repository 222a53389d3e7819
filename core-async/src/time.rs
//! Time primitives.
//!
//! `interval` plus [`MissedTickBehavior`] drive the position polling loop;
//! `timeout` bounds waits in tests and while waiting for a connection.

pub use std::time::{Duration, Instant, SystemTime, UNIX_EPOCH};
pub use tokio::time::{
    interval, sleep, sleep_until, timeout, Interval, MissedTickBehavior, Sleep, Timeout,
};

/// Error returned by [`timeout`] when the deadline elapses first.
pub use tokio::time::error::Elapsed;

/// Creates an interval whose first tick fires after one full `period`
/// instead of immediately, skipping ticks that were missed while the
/// consumer was busy.
///
/// Polling loops use this so that a slow tick never causes a burst of
/// catch-up ticks afterwards.
pub fn steady_interval(period: Duration) -> Interval {
    let start = tokio::time::Instant::now() + period;
    let mut ticker = tokio::time::interval_at(start, period);
    ticker.set_missed_tick_behavior(MissedTickBehavior::Skip);
    ticker
}

/// Returns the current wall-clock time as milliseconds since `UNIX_EPOCH`.
pub fn now_millis() -> u64 {
    SystemTime::now()
        .duration_since(UNIX_EPOCH)
        .map(|d| d.as_millis() as u64)
        .unwrap_or_default()
}
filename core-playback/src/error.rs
//! # Playback Error Types
//!
//! Errors surfaced by coordinator construction and connection waits.
//! Intents never return these: engine command failures are logged and
//! swallowed, and the snapshot keeps its last good value.

use bridge_traits::BridgeError;
use std::time::Duration;
use thiserror::Error;

#[derive(Error, Debug)]
pub enum PlaybackError {
    // ========================================================================
    // Connection Errors
    // ========================================================================
    /// The session with the engine is not (or no longer) established.
    #[error("Not connected to the playback engine: {0}")]
    NotConnected(String),

    /// The engine did not connect within the allotted time.
    #[error("Timed out after {0:?} waiting for the playback engine")]
    ConnectTimeout(Duration),

    // ========================================================================
    // Configuration Errors
    // ========================================================================
    #[error("Invalid coordinator configuration: {0}")]
    InvalidConfig(String),

    /// Coordinators spawn their session task and need a running executor.
    #[error("No async runtime available: {0}")]
    NoRuntime(String),

    // ========================================================================
    // Bridge Errors
    // ========================================================================
    #[error(transparent)]
    Bridge(#[from] BridgeError),

    #[error("Internal playback error: {0}")]
    Internal(String),
}

pub type Result<T> = std::result::Result<T, PlaybackError>;

#[cfg(test)]
mod tests {
    use super::*;

    #[test]
    fn test_error_display() {
        let err = PlaybackError::NotConnected("connect failed".to_string());
        assert_eq!(
            err.to_string(),
            "Not connected to the playback engine: connect failed"
        );

        let err = PlaybackError::ConnectTimeout(Duration::from_millis(250));
        assert!(err.to_string().contains("250ms"));
    }

    #[test]
    fn test_bridge_error_converts() {
        let err: PlaybackError = BridgeError::Disconnected("host stopped".to_string()).into();
        assert!(matches!(err, PlaybackError::Bridge(_)));
        assert!(err.to_string().contains("host stopped"));
    }
}
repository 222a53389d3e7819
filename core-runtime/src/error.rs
use thiserror::Error;

#[derive(Error, Debug)]
pub enum Error {
    #[error("Configuration error: {0}")]
    Config(String),

    #[error("Capability missing: {capability} - {message}")]
    CapabilityMissing { capability: String, message: String },

    #[error("Internal error: {0}")]
    Internal(String),
}

pub type Result<T> = std::result::Result<T, Error>;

————————

ACTION ITEM ::
Both the line containing "catch-up ticks afterwards." and the line containing "a running executor." belong in the answer. Print them and every line above that falls between them exactly, and no others.

EXERCISE OUTPUT ::
/// catch-up ticks afterwards.
pub fn steady_interval(period: Duration) -> Interval {
    let start = tokio::time::Instant::now() + period;
    let mut ticker = tokio::time::interval_at(start, period);
    ticker.set_missed_tick_behavior(MissedTickBehavior::Skip);
    ticker
}

/// Returns the current wall-clock time as milliseconds since `UNIX_EPOCH`.
pub fn now_millis() -> u64 {
    SystemTime::now()
        .duration_since(UNIX_EPOCH)
        .map(|d| d.as_millis() as u64)
        .unwrap_or_default()
}
filename core-playback/src/error.rs
//! # Playback Error Types
//!
//! Errors surfaced by coordinator construction and connection waits.
//! Intents never return these: engine command failures are logged and
//! swallowed, and the snapshot keeps its last good value.

use bridge_traits::BridgeError;
use std::time::Duration;
use thiserror::Error;

#[derive(Error, Debug)]
pub enum PlaybackError {
    // ========================================================================
    // Connection Errors
    // ========================================================================
    /// The session with the engine is not (or no longer) established.
    #[error("Not connected to the playback engine: {0}")]
    NotConnected(String),

    /// The engine did not connect within the allotted time.
    #[error("Timed out after {0:?} waiting for the playback engine")]
    ConnectTimeout(Duration),

    // ========================================================================
    // Configuration Errors
    // ========================================================================
    #[error("Invalid coordinator configuration: {0}")]
    InvalidConfig(String),

    /// Coordinators spawn their session task and need a running executor.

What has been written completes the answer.